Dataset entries

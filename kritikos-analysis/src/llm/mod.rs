//! Hosted LLM access
//!
//! The pipeline stages talk to the model through [`LlmClient`], so tests can
//! substitute scripted responses. [`GeminiClient`] is the production
//! implementation.

pub mod backoff;
pub mod gemini;

use async_trait::async_trait;
use thiserror::Error;

pub use backoff::RetryPolicy;
pub use gemini::{GeminiClient, GeminiConfig};

/// LLM client errors
#[derive(Debug, Error)]
pub enum LlmError {
    #[error("Network error: {0}")]
    Network(String),

    #[error("API error {status}: {body}")]
    Api { status: u16, body: String },

    #[error("Rate limited by provider (HTTP 429)")]
    RateLimited { retry_after_secs: Option<u64> },

    #[error("Parse error: {0}")]
    Parse(String),

    #[error("Model returned no text")]
    EmptyResponse,

    #[error("Gave up after {attempts} attempts: {last_error}")]
    RetriesExhausted { attempts: u32, last_error: String },

    #[error("Client configuration error: {0}")]
    Config(String),
}

impl LlmError {
    /// Transient failures worth another attempt
    pub fn is_retryable(&self) -> bool {
        match self {
            LlmError::Network(_) | LlmError::RateLimited { .. } => true,
            LlmError::Api { status, .. } => *status >= 500,
            _ => false,
        }
    }
}

/// Text-completion interface used by the pipeline stages
#[async_trait]
pub trait LlmClient: Send + Sync {
    /// Send one prompt, return the model's text reply
    async fn complete(&self, prompt: &str) -> Result<String, LlmError>;

    /// Model identifier, recorded in the audit logs
    fn model_name(&self) -> &str;
}
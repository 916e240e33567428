//! kritikos-analysis library interface
//!
//! IDP/PAR analysis pipeline: proposal text retrieval, LLM stages, batch
//! runs, legislator index recomputation and the HTTP API over them.
//! Exposed as a library for the binary and for integration tests.

pub mod api;
pub mod config;
pub mod db;
pub mod error;
pub mod llm;
pub mod models;
pub mod pagination;
pub mod scoring;
pub mod services;
pub mod utils;
pub mod workflow;

pub use crate::error::{ApiError, ApiResult};

use axum::Router;
use chrono::{DateTime, Utc};
use kritikos_common::events::EventBus;
use sqlx::SqlitePool;
use std::collections::HashMap;
use std::sync::Arc;
use std::time::Duration;
use tokio::sync::{Mutex, RwLock};
use tokio::task::JoinHandle;
use tokio_util::sync::CancellationToken;
use uuid::Uuid;

use crate::config::ServiceConfig;
use crate::llm::{GeminiClient, LlmClient};
use crate::services::ProposalFetcher;
use crate::workflow::{AnalysisPipeline, BatchDriver};

/// Application state shared across handlers
#[derive(Clone)]
pub struct AppState {
    pub db: SqlitePool,
    /// Event bus for SSE broadcasting
    pub event_bus: EventBus,
    pub config: Arc<ServiceConfig>,
    /// Analysis driver; None when no LLM API key is configured
    pub driver: Option<Arc<BatchDriver>>,
    /// Cancellation tokens of active analysis runs
    pub cancellation_tokens: Arc<RwLock<HashMap<Uuid, CancellationToken>>>,
    /// Background tasks of started runs, awaited on shutdown
    pub run_tasks: Arc<Mutex<HashMap<Uuid, JoinHandle<()>>>>,
    /// Held from the RUNNING check until the new run is registered
    pub run_start_lock: Arc<Mutex<()>>,
    /// Service startup timestamp for uptime tracking
    pub startup_time: DateTime<Utc>,
    /// Last error for diagnostic purposes
    pub last_error: Arc<RwLock<Option<String>>>,
}

impl AppState {
    pub fn new(db: SqlitePool, event_bus: EventBus, config: ServiceConfig) -> Self {
        Self {
            db,
            event_bus,
            config: Arc::new(config),
            driver: None,
            cancellation_tokens: Arc::new(RwLock::new(HashMap::new())),
            run_tasks: Arc::new(Mutex::new(HashMap::new())),
            run_start_lock: Arc::new(Mutex::new(())),
            startup_time: Utc::now(),
            last_error: Arc::new(RwLock::new(None)),
        }
    }

    pub fn with_driver(mut self, driver: Arc<BatchDriver>) -> Self {
        self.driver = Some(driver);
        self
    }

    /// The analysis driver, or 503 when analysis is not configured
    pub fn driver(&self) -> ApiResult<&Arc<BatchDriver>> {
        self.driver.as_ref().ok_or_else(|| {
            ApiError::Unavailable("LLM API key not configured; analysis is disabled".to_string())
        })
    }

    /// Track a run's background task; finished tasks are dropped here
    pub async fn track_run_task(&self, run_id: Uuid, handle: JoinHandle<()>) {
        let mut tasks = self.run_tasks.lock().await;
        tasks.retain(|_, task| !task.is_finished());
        tasks.insert(run_id, handle);
    }

    /// Cancel every live run and wait up to `grace` for each task to record
    /// its final state. Returns the number of tasks that did not stop in time.
    pub async fn shutdown_runs(&self, grace: Duration) -> usize {
        for token in self.cancellation_tokens.read().await.values() {
            token.cancel();
        }

        let tasks: Vec<(Uuid, JoinHandle<()>)> = self.run_tasks.lock().await.drain().collect();
        let mut unfinished = 0;
        for (run_id, mut handle) in tasks {
            match tokio::time::timeout(grace, &mut handle).await {
                Ok(Ok(())) => {}
                Ok(Err(e)) => tracing::warn!(run_id = %run_id, error = %e, "Analysis run task failed"),
                Err(_) => {
                    tracing::warn!(run_id = %run_id, "Analysis run did not stop in time");
                    handle.abort();
                    unfinished += 1;
                }
            }
        }
        unfinished
    }

    pub async fn set_last_error(&self, message: impl Into<String>) {
        *self.last_error.write().await = Some(message.into());
    }
}

/// Wire the production pipeline: Gemini client and the default text sources
pub fn build_batch_driver(
    db: SqlitePool,
    config: &ServiceConfig,
    api_key: String,
    event_bus: EventBus,
) -> kritikos_common::Result<BatchDriver> {
    let llm = GeminiClient::new(config.llm.gemini_config(api_key))
        .map_err(|e| kritikos_common::Error::Config(e.to_string()))?;
    let llm: Arc<dyn LlmClient> = Arc::new(llm);

    let fetcher = ProposalFetcher::with_default_sources(
        &config.fetcher.storage_base_url,
        &config.fetcher.camara_api_base_url,
        config.fetcher.timeout,
    )
    .map_err(|e| kritikos_common::Error::Config(e.to_string()))?;

    let pipeline = AnalysisPipeline::new(db, llm, Arc::new(fetcher), config.pipeline.clone())
        .with_event_bus(event_bus);

    Ok(BatchDriver::new(Arc::new(pipeline)))
}

/// Build application router
pub fn build_router(state: AppState) -> Router {
    use axum::routing::get;

    Router::new()
        .merge(api::analysis_routes())
        .merge(api::idp_routes())
        .merge(api::health_routes())
        .route("/events", get(api::event_stream))
        .layer(tower_http::trace::TraceLayer::new_for_http())
        // Enable CORS for local dashboards
        .layer(tower_http::cors::CorsLayer::permissive())
        .with_state(state)
}
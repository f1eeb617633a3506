//! Index-stable storage for timer registrations.
//!
//! Slots are handed out by index and recycled after removal, so a registration
//! keeps the same key for its whole lifetime while the backing vector stays
//! compact.

pub(crate) struct Slab<T> {
    items: Vec<Option<T>>,
    free: Vec<usize>,
}

impl<T> Slab<T> {
    /// Creates a slab with `size` preallocated free slots.
    pub(crate) fn new(size: usize) -> Self {
        let items = (0..size).map(|_| None).collect();
        // Reversed so that `pop` hands out the lowest index first.
        let free = (0..size).rev().collect();

        Self { items, free }
    }

    /// Stores `item` and returns the index it can be retrieved with.
    ///
    /// Doubles the backing storage when no free slot is left.
    pub(crate) fn insert(&mut self, item: T) -> usize {
        let index = if let Some(i) = self.free.pop() {
            i
        } else {
            let len = self.items.len();
            let new_len = if len == 0 { 1 } else { 2 * len };

            self.items.extend((len..new_len).map(|_| None));
            self.free.extend(((len + 1)..new_len).rev());

            len
        };

        self.items[index] = Some(item);

        index
    }

    /// Removes and returns the item at `index`, if the slot is occupied.
    pub(crate) fn remove(&mut self, index: usize) -> Option<T> {
        let item = self.items.get_mut(index)?.take()?;
        self.free.push(index);

        Some(item)
    }

    pub(crate) fn get_mut(&mut self, index: usize) -> Option<&mut T> {
        self.items.get_mut(index)?.as_mut()
    }

    /// Iterates over occupied slots together with their index.
    pub(crate) fn iter(&self) -> impl Iterator<Item = (usize, &T)> {
        self.items
            .iter()
            .enumerate()
            .filter_map(|(index, slot)| slot.as_ref().map(|item| (index, item)))
    }
}

#[cfg(test)]
mod tests {
    use super::Slab;

    #[test]
    fn reuses_freed_slots() {
        let mut slab = Slab::new(0);
        let a = slab.insert("a");
        let b = slab.insert("b");
        assert_ne!(a, b);

        assert_eq!(slab.remove(a), Some("a"));
        assert_eq!(slab.remove(a), None);
        assert_eq!(slab.iter().count(), 1);

        let c = slab.insert("c");
        assert_eq!(c, a);
        assert_eq!(slab.get_mut(c).copied(), Some("c"));
    }

    #[test]
    fn grows_past_initial_size() {
        let mut slab = Slab::new(2);
        let keys: Vec<usize> = (0..9).map(|i| slab.insert(i)).collect();

        assert_eq!(slab.iter().count(), 9);
        let mut seen: Vec<usize> = slab.iter().map(|(_, v)| *v).collect();
        seen.sort();
        assert_eq!(seen, (0..9).collect::<Vec<_>>());

        let mut unique = keys.clone();
        unique.sort();
        unique.dedup();
        assert_eq!(unique.len(), keys.len(), "indices must be unique");
    }
}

WHAT THE TASK ASKS: Set every line down again exactly. Begin with the first line of the entries and finish with the line containing "use std::time::Duration;".

EXERCISE ANSWER:
filename kritikos-analysis/src/llm/mod.rs
//! Hosted LLM access
//!
//! The pipeline stages talk to the model through [`LlmClient`], so tests can
//! substitute scripted responses. [`GeminiClient`] is the production
//! implementation.

pub mod backoff;
pub mod gemini;

use async_trait::async_trait;
use thiserror::Error;

pub use backoff::RetryPolicy;
pub use gemini::{GeminiClient, GeminiConfig};

/// LLM client errors
#[derive(Debug, Error)]
pub enum LlmError {
    #[error("Network error: {0}")]
    Network(String),

    #[error("API error {status}: {body}")]
    Api { status: u16, body: String },

    #[error("Rate limited by provider (HTTP 429)")]
    RateLimited { retry_after_secs: Option<u64> },

    #[error("Parse error: {0}")]
    Parse(String),

    #[error("Model returned no text")]
    EmptyResponse,

    #[error("Gave up after {attempts} attempts: {last_error}")]
    RetriesExhausted { attempts: u32, last_error: String },

    #[error("Client configuration error: {0}")]
    Config(String),
}

impl LlmError {
    /// Transient failures worth another attempt
    pub fn is_retryable(&self) -> bool {
        match self {
            LlmError::Network(_) | LlmError::RateLimited { .. } => true,
            LlmError::Api { status, .. } => *status >= 500,
            _ => false,
        }
    }
}

/// Text-completion interface used by the pipeline stages
#[async_trait]
pub trait LlmClient: Send + Sync {
    /// Send one prompt, return the model's text reply
    async fn complete(&self, prompt: &str) -> Result<String, LlmError>;

    /// Model identifier, recorded in the audit logs
    fn model_name(&self) -> &str;
}
repository 916e240e33567428
//! kritikos-analysis library interface
//!
//! IDP/PAR analysis pipeline: proposal text retrieval, LLM stages, batch
//! runs, legislator index recomputation and the HTTP API over them.
//! Exposed as a library for the binary and for integration tests.

pub mod api;
pub mod config;
pub mod db;
pub mod error;
pub mod llm;
pub mod models;
pub mod pagination;
pub mod scoring;
pub mod services;
pub mod utils;
pub mod workflow;

pub use crate::error::{ApiError, ApiResult};

use axum::Router;
use chrono::{DateTime, Utc};
use kritikos_common::events::EventBus;
use sqlx::SqlitePool;
use std::collections::HashMap;
use std::sync::Arc;
use std::time::Duration;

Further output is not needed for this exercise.